use std::cmp;
use std::num::NonZeroU32;

use serde::{Deserialize, Serialize};

#[derive(Debug, Clone, Serialize, Deserialize)]
#[serde(rename_all = "camelCase")]
pub struct CrawlerConfig {
    #[serde(default = "default_user_agent")]
    pub user_agent: String,

    #[serde(default = "default_page_buffer")]
    pub page_buffer: usize,

    /// Maximum number of in-flight page downloads.
    #[serde(default = "default_concurrent_downloads")]
    pub concurrent_downloads: usize,

    /// Number of threads parsing downloaded pages.
    #[serde(default = "default_num_workers")]
    pub num_workers: usize,

    #[serde(default = "default_throttle")]
    pub throttle: Option<Throttle>,

    /// Per-request timeout in seconds.
    #[serde(default = "default_request_timeout")]
    pub request_timeout: f32,

    /// Hard ceiling on the number of URLs enqueued per crawl.
    #[serde(default = "default_max_pages")]
    pub max_pages: Option<usize>,

    /// Overall crawl deadline in seconds; the crawl stops cleanly with
    /// whatever it accumulated so far.
    #[serde(default = "default_crawl_timeout")]
    pub crawl_timeout: Option<f32>,

    #[serde(default = "default_on_dl_error")]
    pub on_dl_error: OnError,

    #[serde(default = "default_on_scrap_error")]
    pub on_scrap_error: OnError,

    #[serde(default = "default_handle_sigint")]
    pub handle_sigint: bool,
}

impl Default for CrawlerConfig {
    fn default() -> Self {
        Self {
            user_agent: default_user_agent(),
            page_buffer: default_page_buffer(),
            concurrent_downloads: default_concurrent_downloads(),
            num_workers: default_num_workers(),
            throttle: default_throttle(),
            request_timeout: default_request_timeout(),
            max_pages: default_max_pages(),
            crawl_timeout: default_crawl_timeout(),
            on_dl_error: default_on_dl_error(),
            on_scrap_error: default_on_scrap_error(),
            handle_sigint: default_handle_sigint(),
        }
    }
}

fn default_user_agent() -> String {
    String::from("leadscout/0.1")
}

fn default_page_buffer() -> usize {
    256
}

fn default_concurrent_downloads() -> usize {
    10
}

fn default_num_workers() -> usize {
    cmp::max(1, num_cpus::get().saturating_sub(2))
}

fn default_throttle() -> Option<Throttle> {
    Some(Throttle::Delay(0.5))
}

fn default_request_timeout() -> f32 {
    10.0
}

fn default_max_pages() -> Option<usize> {
    Some(100)
}

fn default_crawl_timeout() -> Option<f32> {
    Some(60.0)
}

fn default_on_dl_error() -> OnError {
    OnError::SkipAndLog
}

fn default_on_scrap_error() -> OnError {
    OnError::SkipAndLog
}

fn default_handle_sigint() -> bool {
    true
}

#[derive(Debug, Clone, Copy, Serialize, Deserialize)]
#[cfg_attr(feature = "clap", derive(clap::ValueEnum))]
pub enum OnError {
    Fail,
    SkipAndLog,
}

/// Spacing of outbound requests, enforced across all download slots
/// combined.
#[derive(Debug, Clone, Copy, Serialize, Deserialize)]
pub enum Throttle {
    /// The number of requests per second
    PerSecond(NonZeroU32),
    /// The delay in seconds between requests
    Delay(f32),
}

#[cfg(test)]
mod tests {
    use super::*;

    #[test]
    fn sane_defaults() {
        let conf = CrawlerConfig::default();
        assert_eq!(conf.concurrent_downloads, 10);
        assert!(conf.num_workers >= 1);
        assert!(conf.max_pages.is_some());
        assert!(conf.crawl_timeout.is_some());
        assert!(matches!(conf.on_dl_error, OnError::SkipAndLog));
    }

    #[test]
    fn config_from_json_with_partial_fields() {
        let conf: CrawlerConfig =
            serde_json::from_str(r#"{"userAgent": "test-bot", "maxPages": 5}"#).unwrap();
        assert_eq!(conf.user_agent, "test-bot");
        assert_eq!(conf.max_pages, Some(5));
        assert_eq!(conf.concurrent_downloads, 10);
    }
}
use std::collections::HashSet;
use std::path::Path;

use anyhow::{bail, Result};
use leadscout_crawler::CrawlerConfig;
use leadscout_extract::harvest_emails;

use crate::cache::Cache;
use crate::chains;
use crate::export;
use crate::geo;
use crate::places::{Location, PlaceSummary, PlacesClient};
use crate::record::PlaceRecord;

/// Search sweep parameters.
#[derive(Debug, Clone)]
pub struct SearchParams {
    /// Address or city name the sweep starts from.
    pub center: String,
    /// Radius of each batch search, in km.
    pub radius_km: f64,
    /// How far the center moves between batches, in km.
    pub step_km: f64,
    /// Bearing of center moves, degrees from north.
    pub bearing_deg: f64,
    pub target_count: usize,
    pub business_type: String,
}

/// A sweep gives up after this many center shifts, so a sparse area can't
/// loop forever.
const MAX_BATCHES: usize = 25;

/// Search radius in meters for the API; a negative radius is clamped to 0,
/// which the API rejects loudly instead of searching somewhere unintended.
fn radius_m(radius_km: f64) -> u32 {
    (radius_km.max(0.0) * 1000.0) as u32
}

/// Sweeps the area for businesses: batch searches shifted along the bearing
/// until the target count is reached, filtering chains and duplicate
/// place ids.
pub async fn collect_places(
    client: &PlacesClient,
    params: &SearchParams,
) -> Result<Vec<PlaceSummary>> {
    let mut location = match client.geocode(&params.center).await? {
        Some(location) => location,
        None => bail!("Unable to geocode location: {}", params.center),
    };
    log::info!("Search center: {}, {}", location.lat, location.lng);

    let radius_m = radius_m(params.radius_km);
    let mut collected: Vec<PlaceSummary> = Vec::new();
    let mut seen_ids: HashSet<String> = HashSet::new();

    for batch in 0..MAX_BATCHES {
        log::info!(
            "Batch {} at {}, {}",
            batch + 1,
            location.lat,
            location.lng
        );
        let found = client
            .nearby_search(location, radius_m, &params.business_type)
            .await?;

        let mut fresh = 0;
        for place in found {
            if chains::is_chain(&place.name) {
                continue;
            }
            if !seen_ids.insert(place.place_id.clone()) {
                continue;
            }
            collected.push(place);
            fresh += 1;
        }
        log::info!("{fresh} new businesses, {} total", collected.len());

        if collected.len() >= params.target_count {
            break;
        }
        let (lat, lng) = geo::move_center(
            location.lat,
            location.lng,
            params.step_km,
            params.bearing_deg,
        );
        location = Location { lat, lng };
    }

    if collected.len() < params.target_count {
        log::warn!(
            "Sweep exhausted after {MAX_BATCHES} batches with {} businesses",
            collected.len()
        );
    }
    collected.truncate(params.target_count);
    Ok(collected)
}

/// Resolves one business to its full record: cache hit short-circuits
/// everything, a miss fetches details and crawls the website for contact
/// addresses. A failed or email-less crawl degrades to an empty email list
/// rather than failing the run.
pub async fn resolve_place(
    client: &PlacesClient,
    cache: &mut Cache,
    crawler_conf: &CrawlerConfig,
    place: &PlaceSummary,
) -> Result<PlaceRecord> {
    if let Some(record) = cache.get(&place.place_id) {
        log::info!("Using cached details for {} ({})", place.place_id, place.name);
        return Ok(record.clone());
    }

    let details = match client.place_details(&place.place_id).await? {
        Some(details) => details,
        None => {
            log::warn!("No details for {} ({})", place.place_id, place.name);
            return Ok(PlaceRecord::default());
        }
    };

    let emails = match &details.website {
        Some(website) => match harvest_emails(website, crawler_conf).await {
            Ok(emails) => {
                if !emails.is_empty() {
                    log::info!("Found for {}: {}", place.name, emails.join(";"));
                }
                emails
            }
            Err(e) => {
                log::warn!("Crawl of {website} failed: {e}");
                Vec::new()
            }
        },
        None => Vec::new(),
    };

    let record = PlaceRecord {
        name: details.name,
        address: details.formatted_address,
        phone: details.formatted_phone_number,
        website: details.website,
        hours: details
            .opening_hours
            .map(|h| h.weekday_text.join("; "))
            .filter(|s| !s.is_empty()),
        emails,
    };

    cache.put(place.place_id.clone(), record.clone());
    // Checkpoint so an interrupted run keeps what it finished.
    cache.save()?;
    Ok(record)
}

/// The full pipeline: sweep, resolve every business (crawling on cache
/// misses), persist the cache, export the CSV.
pub async fn run(
    client: &PlacesClient,
    params: &SearchParams,
    crawler_conf: &CrawlerConfig,
    cache_path: &Path,
    output: &Path,
) -> Result<()> {
    let mut cache = Cache::load(cache_path)?;
    log::info!("Loaded {} cached records", cache.len());

    let places = collect_places(client, params).await?;
    let total = places.len();

    let mut records = Vec::with_capacity(total);
    for (index, place) in places.iter().enumerate() {
        log::info!("[{}/{total}] {}", index + 1, place.name);
        records.push(resolve_place(client, &mut cache, crawler_conf, place).await?);
    }

    cache.save()?;
    export::export_csv(output, records.iter())?;
    log::info!("Wrote {total} businesses to {}", output.display());
    Ok(())
}
use serde::{Deserialize, Serialize};

/// Sentinel written at the export boundary for fields the upstream API or
/// the crawl couldn't provide.
pub const NOT_AVAILABLE: &str = "N/A";

/// One business, as persisted in the cache and exported to CSV.
///
/// Missing upstream fields stay `None` in memory and on disk; they only
/// become the `N/A` sentinel when a CSV row is written.
#[derive(Debug, Clone, Default, PartialEq, Eq, Serialize, Deserialize)]
pub struct PlaceRecord {
    pub name: Option<String>,
    pub address: Option<String>,
    pub phone: Option<String>,
    pub website: Option<String>,
    pub hours: Option<String>,
    /// Ranked, de-duplicated contact addresses found on the website.
    #[serde(default)]
    pub emails: Vec<String>,
}

impl PlaceRecord {
    /// Export form of the email list: priority order, semicolon-joined.
    pub fn joined_emails(&self) -> String {
        if self.emails.is_empty() {
            NOT_AVAILABLE.to_string()
        } else {
            self.emails.join(";")
        }
    }
}

#[cfg(test)]
mod tests {
    use super::*;

    #[test]
    fn emails_join_with_semicolons_or_na() {
        let mut record = PlaceRecord::default();
        assert_eq!(record.joined_emails(), "N/A");
        record.emails = vec!["info@x.com".into(), "sales@x.com".into()];
        assert_eq!(record.joined_emails(), "info@x.com;sales@x.com");
    }
}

About this exercise:
Your response should contain each line of the listing in which the word "chains" occurs.

The answer:
use crate::chains;
/// until the target count is reached, filtering chains and duplicate
            if chains::is_chain(&place.name) {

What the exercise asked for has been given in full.